Platform-Specific Essentials
z/OS
- Active logs are pre-allocated VSAM linear data sets used in circular fashion
- Archive logs are offloaded copies of active logs — the permanent record
- BSDS is the master directory of the log, maintained in dual copies
- Dual logging writes two copies simultaneously for redundancy
- COPY utility creates image copies; RECOVER utility restores them
- LOGLOAD controls checkpoint frequency and crash recovery window
- DSNJU004 prints the log map; DSNJU003 modifies it
- GDPS with Metro Mirror provides RPO=0 disaster recovery
LUW
- Circular logging (default) supports only crash recovery — never use in production
- Archive logging enables point-in-time recovery, online backup, and rollforward
- LOGFILSIZ, LOGPRIMARY, LOGSECOND control active log capacity
- LOGARCHMETH1/2 control where archive logs are stored (disk, TSM, vendor)
- BACKUP/RESTORE/ROLLFORWARD are the primary recovery commands
- Full, incremental, and delta backups form a hierarchy of recovery speed vs. backup speed
- Redirected restore allows recovery to different storage paths — essential for cloning
- HADR provides automated failover to a standby database for disaster recovery
Recovery Scenarios Quick Reference
| Scenario | z/OS Action | LUW Action |
|---|---|---|
| DB2 crashes | Automatic crash recovery on restart | Automatic crash recovery on restart |
| Tablespace corruption | RECOVER TABLESPACE | RESTORE tablespace + ROLLFORWARD |
| Bad DELETE/UPDATE | RECOVER TOLOGPOINT (PITR) | RESTORE + ROLLFORWARD to time |
| Disk failure | RECOVER from image copy + logs | RESTORE from backup + ROLLFORWARD |
| Data center loss | GDPS failover to DR site | HADR takeover to standby |
Critical Mistakes to Avoid
- Never run production on circular logging (LUW). You lose all point-in-time recovery capability.
- Never assume backups work without testing. Schedule monthly restore tests.
- Never store backups on the same storage as the database. A single storage failure destroys both.
- Never let archive logs accumulate without monitoring. Disk full = database stops.
- Never skip the recovery runbook. Document exact commands, not concepts. Test regularly.
- Never ignore long-running transactions. They prevent log reuse and cause log-full conditions.
Sizing Rules of Thumb
- Active log capacity: At least 2x the amount generated during the time to offload/archive one log file, plus headroom for the longest transaction
- Archive log disk: Daily log volume x retention days x 1.25 (headroom)

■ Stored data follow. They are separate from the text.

//! Core domain logic for the fisheries project tracker.
//! This crate is the single source of truth for business invariants.

pub mod api;
pub mod config;
pub mod db;
pub mod geo;
pub mod logging;
pub mod model;
pub mod repo;
pub mod search;
pub mod service;

pub use config::{AppConfig, ConfigError};
pub use db::{open_db, open_db_in_memory, DbError};
pub use logging::{default_log_level, init_logging, logging_status, LoggingError};
pub use model::employee::{Actor, Employee, Role, User};
pub use model::project::{Project, ProjectDraft, ProjectId, ProjectValidationError};
pub use repo::filter::ProjectFilter;
pub use repo::{RepoError, RepoResult};
pub use search::fts::{search_projects, SearchError, SearchHit, SearchQuery, SearchResult};
pub use service::milestone_service::MilestoneService;
pub use service::project_service::ProjectService;
pub use service::report_service::ReportService;
pub use service::sister_service::SisterService;
pub use service::spatial_service::SpatialService;
pub use service::{ServiceError, ServiceResult};

/// Returns the core crate version.
pub fn core_version() -> &'static str {
    env!("CARGO_PKG_VERSION")
}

- Backup window: Database size / available throughput, with margin for incremental approaches
- Crash recovery time: Proportional to LOGLOAD (z/OS) or SOFTMAX (LUW) — smaller values mean faster recovery but more checkpoint overhead
The Meridian Bank Strategy in Brief
| System | Backup | Logs | DR | RPO | RTO |
|---|---|---|---|---|---|
| Core Banking (z/OS) | Weekly full + daily incremental image copies | Dual active, dual archive | GDPS Metro Mirror | 0 | 15 min |
| Online Banking (LUW) | Weekly full + daily incremental + 6-hour delta | Archive to disk + TSM | HADR NEARSYNC | < 5 min | 30 min |
| Data Warehouse (LUW) | Weekly full offline | Archive to disk (7-day retention) | Backup to DR site | 24 hours | 4 hours |
Connections to Other Chapters
- Chapter 3 (Architecture): The log manager is a core DB2 subsystem — now you know what it does
- Chapter 14 (Locking): Locks interact with recovery during online tablespace-level restore
- Chapter 17 (Utilities): COPY, RECOVER, CHECK DATA, and REBUILD INDEX are the recovery workhorses on z/OS
- Chapter 19 (Security): Access control prevents the "bad DELETE" scenario from Case Study 2
- Chapter 26 (High Availability): HADR, data sharing, and pureScale build on the recovery foundations in this chapter
The Bottom Line
Backup and recovery is not about technology. It is about discipline. The technology is well-understood — WAL, image copies, archive logs, HADR, GDPS. What separates a prepared organization from a vulnerable one is the discipline to take backups on schedule, test restores regularly, maintain runbooks, monitor infrastructure, and practice recovery drills. The day you need to recover is the wrong day to learn how.